**INSTRUCTIONS TO FOLLOW:**
Only the number is wanted: count the lines in the data with "floor" in them.

**RECORDS SHOWN:**
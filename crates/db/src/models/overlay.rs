//! Row model for the `overlays` table.
//!
//! Overlay collections (links, shapes) are stored as one JSONB array per
//! map and kind. The server never interprets individual entities beyond
//! their `id` field, so the payload stays opaque at this layer.

use sqlx::FromRow;
use uuid::Uuid;

use mapforge_core::types::Timestamp;

/// A row from the `overlays` table.
#[derive(Debug, Clone, FromRow)]
pub struct OverlayRow {
    pub map_id: Uuid,
    pub kind: String,
    pub payload: serde_json::Value,
    pub updated_at: Timestamp,
}

impl OverlayRow {
    /// The stored entities, or an empty list when the payload is not an
    /// array (the column default, or a corrupted write).
    pub fn entities(&self) -> Vec<serde_json::Value> {
        match &self.payload {
            serde_json::Value::Array(items) => items.clone(),
            _ => Vec::new(),
        }
    }
}
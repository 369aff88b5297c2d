/// Server configuration loaded from environment variables.
///
/// All fields have sensible defaults suitable for local development.
/// In production, override via environment variables.
#[derive(Debug, Clone)]
pub struct ServerConfig {
    /// Bind address (default: `0.0.0.0`).
    pub host: String,
    /// Bind port (default: `3000`).
    pub port: u16,
    /// Allowed CORS origins, parsed from comma-separated `CORS_ORIGINS` env var.
    pub cors_origins: Vec<String>,
    /// HTTP request timeout in seconds (default: `30`).
    pub request_timeout_secs: u64,
    /// Graceful shutdown timeout in seconds (default: `30`).
    pub shutdown_timeout_secs: u64,
    /// Seconds between map reaper sweeps (default: `3600`).
    pub reaper_interval_secs: u64,
}

impl ServerConfig {
    /// Load configuration from environment variables with defaults.
    ///
    /// | Env Var                   | Default                    |
    /// |---------------------------|----------------------------|
    /// | `HOST`                    | `0.0.0.0`                  |
    /// | `PORT`                    | `3000`                     |
    /// | `CORS_ORIGINS`            | `http://localhost:4200`    |
    /// | `REQUEST_TIMEOUT_SECS`    | `30`                       |
    /// | `SHUTDOWN_TIMEOUT_SECS`   | `30`                       |
    /// | `MAP_REAPER_INTERVAL_SECS`| `3600`                     |
    pub fn from_env() -> Self {
        let host = std::env::var("HOST").unwrap_or_else(|_| "0.0.0.0".into());

        let port: u16 = std::env::var("PORT")
            .unwrap_or_else(|_| "3000".into())
            .parse()
            .expect("PORT must be a valid u16");

        let cors_origins: Vec<String> = std::env::var("CORS_ORIGINS")
            .unwrap_or_else(|_| "http://localhost:4200".into())
            .split(',')
            .map(|s| s.trim().to_string())
            .filter(|s| !s.is_empty())
            .collect();

        let request_timeout_secs: u64 = std::env::var("REQUEST_TIMEOUT_SECS")
            .unwrap_or_else(|_| "30".into())
            .parse()
            .expect("REQUEST_TIMEOUT_SECS must be a valid u64");

        let shutdown_timeout_secs: u64 = std::env::var("SHUTDOWN_TIMEOUT_SECS")
            .unwrap_or_else(|_| "30".into())
            .parse()
            .expect("SHUTDOWN_TIMEOUT_SECS must be a valid u64");

        let reaper_interval_secs: u64 = std::env::var("MAP_REAPER_INTERVAL_SECS")
            .unwrap_or_else(|_| "3600".into())
            .parse()
            .expect("MAP_REAPER_INTERVAL_SECS must be a valid u64");

        Self {
            host,
            port,
            cors_origins,
            request_timeout_secs,
            shutdown_timeout_secs,
            reaper_interval_secs,
        }
    }
}
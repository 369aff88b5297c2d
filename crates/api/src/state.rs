use std::sync::Arc;

use mapforge_core::storage::MapStorage;

use crate::config::ServerConfig;
use crate::rooms::RoomRegistry;

/// Shared application state available to all Axum handlers via `State<AppState>`.
///
/// This is cheaply cloneable (inner data is behind `Arc`).
#[derive(Clone)]
pub struct AppState {
    /// Database connection pool, when running against Postgres. Absent in
    /// tests that use an in-memory storage implementation.
    pub pool: Option<mapforge_db::DbPool>,
    /// Server configuration.
    pub config: Arc<ServerConfig>,
    /// Map persistence.
    pub storage: Arc<dyn MapStorage>,
    /// Live room registry.
    pub rooms: Arc<RoomRegistry>,
}
//! Database repositories.
//!
//! Each repository is a stateless unit struct whose methods take a pool (or
//! transaction) explicitly.

pub mod map_repo;
pub mod overlay_repo;

pub use map_repo::MapRepo;
pub use overlay_repo::OverlayRepo;
pub mod map;
pub mod overlay;
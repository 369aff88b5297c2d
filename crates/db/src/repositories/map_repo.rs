//! Repository for the `maps`, `nodes`, and `connections` tables.
//!
//! A map is always persisted as a unit: the map row plus the full set of
//! node and connection rows, written in one transaction. Partial writes
//! would let a crashed save leave orphaned connections behind.

use sqlx::PgPool;
use uuid::Uuid;

use mapforge_core::storage::MapRecord;

use crate::models::map::{ConnectionRow, MapRow, NodeRow};

/// Column list shared across queries to avoid repetition.
const MAP_COLUMNS: &str = "uuid, created_at, last_modified, deleted_at, \
    delete_after_days, options, admin_id, modification_secret";

const NODE_COLUMNS: &str = "id, map_id, parent_id, name, coordinates_x, \
    coordinates_y, image_src, image_size, name_color, background_color, \
    branch_color, font_style, font_size, font_weight, locked, hidden";

const CONNECTION_COLUMNS: &str = "id, map_id, from_node_id, to_node_id, color, width";

/// Provides persistence for complete map records.
pub struct MapRepo;

impl MapRepo {
    /// Load a map with all of its nodes and connections. Soft-deleted maps
    /// are treated as absent.
    pub async fn find_by_uuid(
        pool: &PgPool,
        uuid: Uuid,
    ) -> Result<Option<MapRecord>, sqlx::Error> {
        let query =
            format!("SELECT {MAP_COLUMNS} FROM maps WHERE uuid = $1 AND deleted_at IS NULL");
        let Some(map_row) = sqlx::query_as::<_, MapRow>(&query)
            .bind(uuid)
            .fetch_optional(pool)
            .await?
        else {
            return Ok(None);
        };

        let query = format!("SELECT {NODE_COLUMNS} FROM nodes WHERE map_id = $1");
        let nodes = sqlx::query_as::<_, NodeRow>(&query)
            .bind(uuid)
            .fetch_all(pool)
            .await?;

        let query = format!("SELECT {CONNECTION_COLUMNS} FROM connections WHERE map_id = $1");
        let connections = sqlx::query_as::<_, ConnectionRow>(&query)
            .bind(uuid)
            .fetch_all(pool)
            .await?;

        Ok(Some(map_row.into_record(nodes, connections)))
    }

    /// Write a complete map record. Upserts the map row, then replaces the
    /// node and connection sets wholesale inside one transaction.
    pub async fn save(pool: &PgPool, record: &MapRecord) -> Result<(), sqlx::Error> {
        let map_row = MapRow::from_record(record);
        let mut tx = pool.begin().await?;

        let query = format!(
            "INSERT INTO maps ({MAP_COLUMNS})
             VALUES ($1, $2, $3, $4, $5, $6, $7, $8)
             ON CONFLICT (uuid) DO UPDATE SET
                last_modified = EXCLUDED.last_modified,
                deleted_at = EXCLUDED.deleted_at,
                delete_after_days = EXCLUDED.delete_after_days,
                options = EXCLUDED.options"
        );
        sqlx::query(&query)
            .bind(map_row.uuid)
            .bind(map_row.created_at)
            .bind(map_row.last_modified)
            .bind(map_row.deleted_at)
            .bind(map_row.delete_after_days)
            .bind(&map_row.options)
            .bind(map_row.admin_id)
            .bind(map_row.modification_secret)
            .execute(&mut *tx)
            .await?;

        // Connections reference nodes, so they go first on delete and last
        // on insert.
        sqlx::query("DELETE FROM connections WHERE map_id = $1")
            .bind(map_row.uuid)
            .execute(&mut *tx)
            .await?;
        sqlx::query("DELETE FROM nodes WHERE map_id = $1")
            .bind(map_row.uuid)
            .execute(&mut *tx)
            .await?;

        let query = format!(
            "INSERT INTO nodes ({NODE_COLUMNS})
             VALUES ($1, $2, $3, $4, $5, $6, $7, $8, $9, $10, $11, $12, $13, $14, $15, $16)"
        );
        for node in record.properties.content.nodes.values() {
            let row = NodeRow::from_node(map_row.uuid, node);
            sqlx::query(&query)
                .bind(row.id)
                .bind(row.map_id)
                .bind(row.parent_id)
                .bind(&row.name)
                .bind(row.coordinates_x)
                .bind(row.coordinates_y)
                .bind(&row.image_src)
                .bind(row.image_size)
                .bind(&row.name_color)
                .bind(&row.background_color)
                .bind(&row.branch_color)
                .bind(&row.font_style)
                .bind(row.font_size)
                .bind(&row.font_weight)
                .bind(row.locked)
                .bind(row.hidden)
                .execute(&mut *tx)
                .await?;
        }

        let query = format!(
            "INSERT INTO connections ({CONNECTION_COLUMNS})
             VALUES ($1, $2, $3, $4, $5, $6)"
        );
        for connection in record.properties.content.connections.values() {
            let row = ConnectionRow::from_connection(map_row.uuid, connection);
            sqlx::query(&query)
                .bind(row.id)
                .bind(row.map_id)
                .bind(row.from_node_id)
                .bind(row.to_node_id)
                .bind(&row.color)
                .bind(row.width)
                .execute(&mut *tx)
                .await?;
        }

        tx.commit().await
    }

    /// Hard-delete a map. Nodes, connections, and overlays cascade.
    /// Returns `true` if a row was removed.
    pub async fn delete(pool: &PgPool, uuid: Uuid) -> Result<bool, sqlx::Error> {
        let result = sqlx::query("DELETE FROM maps WHERE uuid = $1")
            .bind(uuid)
            .execute(pool)
            .await?;
        Ok(result.rows_affected() > 0)
    }

    /// Expire stale maps: soft-delete maps idle past their per-map retention
    /// window, then hard-delete maps that have been soft-deleted for the
    /// same window again. Returns the number of rows touched.
    pub async fn purge_expired(pool: &PgPool) -> Result<u64, sqlx::Error> {
        let soft = sqlx::query(
            "UPDATE maps SET deleted_at = NOW()
             WHERE deleted_at IS NULL
               AND last_modified < NOW() - make_interval(days => delete_after_days)",
        )
        .execute(pool)
        .await?;

        let hard = sqlx::query(
            "DELETE FROM maps
             WHERE deleted_at IS NOT NULL
               AND deleted_at < NOW() - make_interval(days => delete_after_days)",
        )
        .execute(pool)
        .await?;

        Ok(soft.rows_affected() + hard.rows_affected())
    }
}
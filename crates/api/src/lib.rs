//! Collaborative map server library.
//!
//! Exposes the building blocks (config, state, error handling, routes, room
//! actors, WebSocket transport) so integration tests and the binary
//! entrypoint can both access them.

pub mod background;
pub mod config;
pub mod error;
pub mod response;
pub mod rooms;
pub mod router;
pub mod routes;
pub mod state;
pub mod ws;
//! Storage collaborator interface.
//!
//! The room layer reads and writes maps exclusively through this trait, so
//! the persistence engine stays swappable (Postgres in production, an
//! in-memory store in tests). Persistence is fire-and-forget from the
//! mutator's perspective: changesets are broadcast before a save confirms.

use async_trait::async_trait;
use serde::{Deserialize, Serialize};
use serde_json::Value;

use crate::access::MapSecurity;
use crate::error::CoreError;
use crate::map::MapProperties;
use crate::types::MapId;

/// Overlay entity kinds persisted per map.
#[derive(Debug, Clone, Copy, PartialEq, Eq, Serialize, Deserialize)]
#[serde(rename_all = "lowercase")]
pub enum OverlayKind {
    Links,
    Shapes,
}

impl OverlayKind {
    /// Storage discriminator for display, logging, and database rows.
    pub fn as_str(&self) -> &'static str {
        match self {
            Self::Links => "links",
            Self::Shapes => "shapes",
        }
    }
}

impl std::fmt::Display for OverlayKind {
    fn fmt(&self, f: &mut std::fmt::Formatter<'_>) -> std::fmt::Result {
        f.write_str(self.as_str())
    }
}

/// The unit of map persistence: public properties plus the private
/// security fields.
#[derive(Debug, Clone, PartialEq, Serialize, Deserialize)]
pub struct MapRecord {
    pub properties: MapProperties,
    pub security: MapSecurity,
}

impl MapRecord {
    /// Allocate a fresh map with generated security artifacts.
    pub fn new() -> Self {
        Self {
            properties: MapProperties::new(),
            security: MapSecurity::generate(),
        }
    }
}

impl Default for MapRecord {
    fn default() -> Self {
        Self::new()
    }
}

/// Persistence collaborator for maps and their overlay collections.
#[async_trait]
pub trait MapStorage: Send + Sync {
    /// Load a map by uuid. `Ok(None)` when it does not exist or is
    /// soft-deleted.
    async fn load_map(&self, uuid: MapId) -> Result<Option<MapRecord>, CoreError>;

    /// Persist the full map record, inserting or replacing.
    async fn save_map(&self, record: &MapRecord) -> Result<(), CoreError>;

    /// Hard-delete a map and everything that cascades from it.
    async fn delete_map(&self, uuid: MapId) -> Result<(), CoreError>;

    /// Load the persisted overlay collection of one kind for one map.
    async fn load_overlay(&self, kind: OverlayKind, map_id: MapId)
        -> Result<Vec<Value>, CoreError>;

    /// Replace the persisted overlay collection of one kind for one map.
    async fn save_overlay(
        &self,
        kind: OverlayKind,
        map_id: MapId,
        entities: &[Value],
    ) -> Result<(), CoreError>;

    /// Remove maps idle past their `delete_after_days`. Returns how many
    /// maps were purged.
    async fn purge_expired(&self) -> Result<u64, CoreError>;
}
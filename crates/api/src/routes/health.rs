use axum::extract::State;
use axum::{routing::get, Json, Router};
use serde::Serialize;

use crate::state::AppState;

/// Health check response payload.
#[derive(Serialize)]
pub struct HealthResponse {
    /// Overall service status.
    pub status: &'static str,
    /// Crate version from Cargo.toml.
    pub version: &'static str,
    /// Whether the database is reachable.
    pub db_healthy: bool,
    /// Number of currently live rooms.
    pub rooms: usize,
}

/// GET /health -- returns service and database health.
async fn health_check(State(state): State<AppState>) -> Json<HealthResponse> {
    let db_healthy = match &state.pool {
        Some(pool) => mapforge_db::health_check(pool).await.is_ok(),
        None => true,
    };

    let status = if db_healthy { "ok" } else { "degraded" };

    Json(HealthResponse {
        status,
        version: env!("CARGO_PKG_VERSION"),
        db_healthy,
        rooms: state.rooms.room_count(),
    })
}

/// Mount health check routes (intended for root-level, NOT under `/api`).
pub fn router() -> Router<AppState> {
    Router::new().route("/health", get(health_check))
}
//! Overlay entities (cross links, free-floating shapes) and the generic
//! keyed-collection store that manages them.
//!
//! Overlays sit on top of the canonical node tree but are not part of it:
//! each kind has its own collection, its own undo/redo stack, and is
//! persisted per map through the storage collaborator. Every mutation
//! returns the [`ChangeSet`] against the previous state, so a caller can
//! either persist-only or feed a room broadcast with the same data.

use serde::de::DeserializeOwned;
use serde::{Deserialize, Serialize};
use serde_json::Value;
use uuid::Uuid;

use crate::diff::{self, ChangeSet, Snapshot};
use crate::error::CoreError;
use crate::history::History;
use crate::types::{MapId, NodeId};

// ---------------------------------------------------------------------------
// Entities
// ---------------------------------------------------------------------------

/// Default fill color for new shapes.
pub const DEFAULT_SHAPE_COLOR: &str = "#1976d2";

/// Default radius for new circles, in pixels.
pub const DEFAULT_CIRCLE_RADIUS: f64 = 40.0;

/// Styling of a cross link.
#[derive(Debug, Clone, PartialEq, Default, Serialize, Deserialize)]
pub struct LinkStyle {
    #[serde(default)]
    pub color: Option<String>,
    #[serde(default)]
    pub width: Option<f64>,
    /// Dash pattern, e.g. `"5 5"`.
    #[serde(default)]
    pub dash: Option<String>,
    /// Stroke opacity in `0..=1`.
    #[serde(default)]
    pub opacity: Option<f64>,
}

/// A presentation-layer link between two nodes. Distinct from
/// [`crate::map::Connection`]: links live in the overlay layer and are not
/// replicated through the room diff protocol.
#[derive(Debug, Clone, PartialEq, Serialize, Deserialize)]
#[serde(rename_all = "camelCase")]
pub struct Link {
    pub id: Uuid,
    pub from_node_id: NodeId,
    pub to_node_id: NodeId,
    #[serde(default)]
    pub style: Option<LinkStyle>,
}

/// Geometry of a drawable shape.
#[derive(Debug, Clone, PartialEq, Serialize, Deserialize)]
#[serde(tag = "type", rename_all = "lowercase")]
pub enum ShapeGeometry {
    Circle { x: f64, y: f64, radius: f64 },
    Ellipse { cx: f64, cy: f64, rx: f64, ry: f64 },
}

/// A free-floating shape drawn over the map.
#[derive(Debug, Clone, PartialEq, Serialize, Deserialize)]
pub struct Shape {
    pub id: Uuid,
    #[serde(flatten)]
    pub geometry: ShapeGeometry,
    pub color: String,
}

impl Shape {
    /// A default-sized circle at the given position.
    pub fn circle(x: f64, y: f64) -> Self {
        Self {
            id: Uuid::new_v4(),
            geometry: ShapeGeometry::Circle {
                x,
                y,
                radius: DEFAULT_CIRCLE_RADIUS,
            },
            color: DEFAULT_SHAPE_COLOR.to_string(),
        }
    }
}

/// An entity managed by an [`OverlayStore`].
pub trait OverlayEntity: Clone + PartialEq + Serialize + DeserializeOwned {
    fn id(&self) -> Uuid;
    fn assign_id(&mut self, id: Uuid);
}

impl OverlayEntity for Link {
    fn id(&self) -> Uuid {
        self.id
    }
    fn assign_id(&mut self, id: Uuid) {
        self.id = id;
    }
}

impl OverlayEntity for Shape {
    fn id(&self) -> Uuid {
        self.id
    }
    fn assign_id(&mut self, id: Uuid) {
        self.id = id;
    }
}

// ---------------------------------------------------------------------------
// Store
// ---------------------------------------------------------------------------

/// Generic keyed overlay collection with optimistic local mutation and
/// snapshot-based undo/redo. Instantiated once per overlay kind.
///
/// `update` deliberately records no history: it serves continuous
/// drag/resize gestures. Call [`commit`](OverlayStore::commit) once when
/// the gesture ends to record the accumulated updates as one undoable
/// step.
#[derive(Debug, Clone)]
pub struct OverlayStore<T: OverlayEntity> {
    map_id: Option<MapId>,
    entities: Snapshot<T>,
    history: History<Snapshot<T>>,
}

impl<T: OverlayEntity> OverlayStore<T> {
    /// An unbound, empty store.
    pub fn new() -> Self {
        Self {
            map_id: None,
            entities: Snapshot::new(),
            history: History::new(Snapshot::new()),
        }
    }

    /// Bind the store to a map and seed it with the persisted collection.
    /// Resets the undo/redo history to the loaded snapshot. Duplicate ids
    /// in `loaded` collapse, later value winning.
    pub fn bind(&mut self, map_id: MapId, loaded: Vec<T>) {
        let mut entities = Snapshot::new();
        for entity in loaded {
            entities.insert(entity.id(), entity);
        }
        self.map_id = Some(map_id);
        self.entities = entities.clone();
        self.history = History::new(entities);
    }

    pub fn map_id(&self) -> Option<MapId> {
        self.map_id
    }

    pub fn get(&self, id: Uuid) -> Option<&T> {
        self.entities.get(&id)
    }

    /// Current collection in key order.
    pub fn all(&self) -> Vec<T> {
        self.entities.values().cloned().collect()
    }

    /// Current snapshot, e.g. for persistence.
    pub fn snapshot(&self) -> &Snapshot<T> {
        &self.entities
    }

    /// Add an entity, generating an id when the caller supplied a nil one.
    /// Re-adding an existing id replaces the entity (later value wins, at
    /// most one entity per id). Records one undoable step.
    pub fn add(&mut self, mut entity: T) -> (Uuid, ChangeSet) {
        if entity.id().is_nil() {
            entity.assign_id(Uuid::new_v4());
        }
        let id = entity.id();
        let before = self.entities.clone();
        self.entities.insert(id, entity);
        let changes = diff::diff(&before, &self.entities);
        self.history.commit(self.entities.clone());
        (id, changes)
    }

    /// Replace the whole collection. Records one undoable step.
    pub fn set_all(&mut self, entities: Vec<T>) -> ChangeSet {
        let before = self.entities.clone();
        self.entities.clear();
        for entity in entities {
            self.entities.insert(entity.id(), entity);
        }
        let changes = diff::diff(&before, &self.entities);
        self.history.commit(self.entities.clone());
        changes
    }

    /// Patch an entity's fields without recording history (gesture phase).
    pub fn update(&mut self, id: Uuid, patch: Value) -> Result<ChangeSet, CoreError> {
        let before = self.entities.clone();
        let current = self
            .entities
            .get(&id)
            .ok_or_else(|| CoreError::Validation(format!("overlay entity {id} not found")))?;

        let mut merged = serde_json::to_value(current)
            .map_err(|e| CoreError::Validation(format!("unserializable entity {id}: {e}")))?;
        if let (Value::Object(target), Value::Object(fields)) = (&mut merged, &patch) {
            for (key, value) in fields {
                target.insert(key.clone(), value.clone());
            }
        }
        let entity: T = serde_json::from_value(merged)
            .map_err(|e| CoreError::Validation(format!("malformed patch for {id}: {e}")))?;
        self.entities.insert(id, entity);
        Ok(diff::diff(&before, &self.entities))
    }

    /// Checkpoint the collection after a gesture: the accumulated `update`
    /// calls become a single undoable step.
    pub fn commit(&mut self) {
        self.history.commit(self.entities.clone());
    }

    /// Remove an entity. Records one undoable step.
    pub fn remove(&mut self, id: Uuid) -> Result<ChangeSet, CoreError> {
        if !self.entities.contains_key(&id) {
            return Err(CoreError::Validation(format!(
                "overlay entity {id} not found"
            )));
        }
        let before = self.entities.clone();
        self.entities.remove(&id);
        let changes = diff::diff(&before, &self.entities);
        self.history.commit(self.entities.clone());
        Ok(changes)
    }

    /// Step back one checkpoint. Returns the changeset that turns the
    /// previous state into the restored one, or `None` at the floor.
    pub fn undo(&mut self) -> Option<ChangeSet> {
        let before = self.entities.clone();
        let restored = self.history.undo()?.clone();
        self.entities = restored;
        Some(diff::diff(&before, &self.entities))
    }

    /// Step forward one checkpoint.
    pub fn redo(&mut self) -> Option<ChangeSet> {
        let before = self.entities.clone();
        let restored = self.history.redo()?.clone();
        self.entities = restored;
        Some(diff::diff(&before, &self.entities))
    }
}

impl<T: OverlayEntity> Default for OverlayStore<T> {
    fn default() -> Self {
        Self::new()
    }
}

#[cfg(test)]
mod tests {
    use super::*;
    use serde_json::json;

    fn link(from: Uuid, to: Uuid) -> Link {
        Link {
            id: Uuid::new_v4(),
            from_node_id: from,
            to_node_id: to,
            style: None,
        }
    }

    #[test]
    fn add_assigns_id_when_nil() {
        let mut store = OverlayStore::<Shape>::new();
        let mut shape = Shape::circle(0.0, 0.0);
        shape.id = Uuid::nil();

        let (id, changes) = store.add(shape);
        assert!(!id.is_nil());
        assert_eq!(changes.added.len(), 1);
        assert!(store.get(id).is_some());
    }

    #[test]
    fn add_with_same_id_keeps_one_entity_later_wins() {
        let mut store = OverlayStore::<Shape>::new();
        let first = Shape::circle(0.0, 0.0);
        let mut second = Shape::circle(50.0, 50.0);
        second.id = first.id;
        second.color = "#000000".to_string();

        store.add(first.clone());
        store.add(second.clone());

        assert_eq!(store.all().len(), 1);
        assert_eq!(store.get(first.id).unwrap().color, "#000000");
    }

    #[test]
    fn bind_dedups_and_resets_history() {
        let mut store = OverlayStore::<Link>::new();
        let a = link(Uuid::new_v4(), Uuid::new_v4());
        let mut b = a.clone();
        b.style = Some(LinkStyle {
            color: Some("#123456".into()),
            ..LinkStyle::default()
        });

        store.bind(Uuid::new_v4(), vec![a, b.clone()]);
        assert_eq!(store.all().len(), 1);
        assert_eq!(store.get(b.id).unwrap(), &b);
        // Loaded snapshot is the history floor.
        assert!(store.undo().is_none());
    }

    #[test]
    fn update_records_no_history_until_commit() {
        let mut store = OverlayStore::<Shape>::new();
        store.bind(Uuid::new_v4(), vec![]);
        let (id, _) = store.add(Shape::circle(0.0, 0.0));

        // Simulate a drag: many updates, one commit.
        for radius in [41.0, 55.0, 80.0] {
            store.update(id, json!({ "radius": radius })).unwrap();
        }
        store.commit();

        // One undo reverts the whole gesture, a second removes the add.
        let changes = store.undo().unwrap();
        assert_eq!(changes.updated.len(), 1);
        assert!(matches!(
            store.get(id).unwrap().geometry,
            ShapeGeometry::Circle { radius, .. } if radius == DEFAULT_CIRCLE_RADIUS
        ));

        let changes = store.undo().unwrap();
        assert_eq!(changes.deleted.len(), 1);
        assert!(store.get(id).is_none());
    }

    #[test]
    fn update_patch_yields_changed_fields_only() {
        let mut store = OverlayStore::<Shape>::new();
        let (id, _) = store.add(Shape::circle(10.0, 10.0));

        let changes = store.update(id, json!({ "color": "#ff0000" })).unwrap();
        let fields = changes.updated[&id].as_object().unwrap();
        assert_eq!(fields.len(), 1);
        assert_eq!(fields["color"], "#ff0000");
    }

    #[test]
    fn update_unknown_id_fails() {
        let mut store = OverlayStore::<Shape>::new();
        assert!(store.update(Uuid::new_v4(), json!({})).is_err());
    }

    #[test]
    fn remove_then_undo_restores_entity() {
        let mut store = OverlayStore::<Link>::new();
        let entity = link(Uuid::new_v4(), Uuid::new_v4());
        store.add(entity.clone());

        let changes = store.remove(entity.id).unwrap();
        assert_eq!(changes.deleted.len(), 1);

        let changes = store.undo().unwrap();
        assert_eq!(changes.added.len(), 1);
        assert_eq!(store.get(entity.id).unwrap(), &entity);
    }

    #[test]
    fn mutation_after_undo_clears_redo() {
        let mut store = OverlayStore::<Shape>::new();
        store.add(Shape::circle(0.0, 0.0));
        store.add(Shape::circle(1.0, 1.0));
        store.undo();

        store.add(Shape::circle(2.0, 2.0));
        assert!(store.redo().is_none());
    }

    #[test]
    fn shape_geometry_serializes_flattened() {
        let shape = Shape::circle(3.0, 4.0);
        let value = serde_json::to_value(&shape).unwrap();
        assert_eq!(value["type"], "circle");
        assert_eq!(value["x"], 3.0);
        assert_eq!(value["radius"], DEFAULT_CIRCLE_RADIUS);
    }
}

**WRITTEN RESPONSE:**
2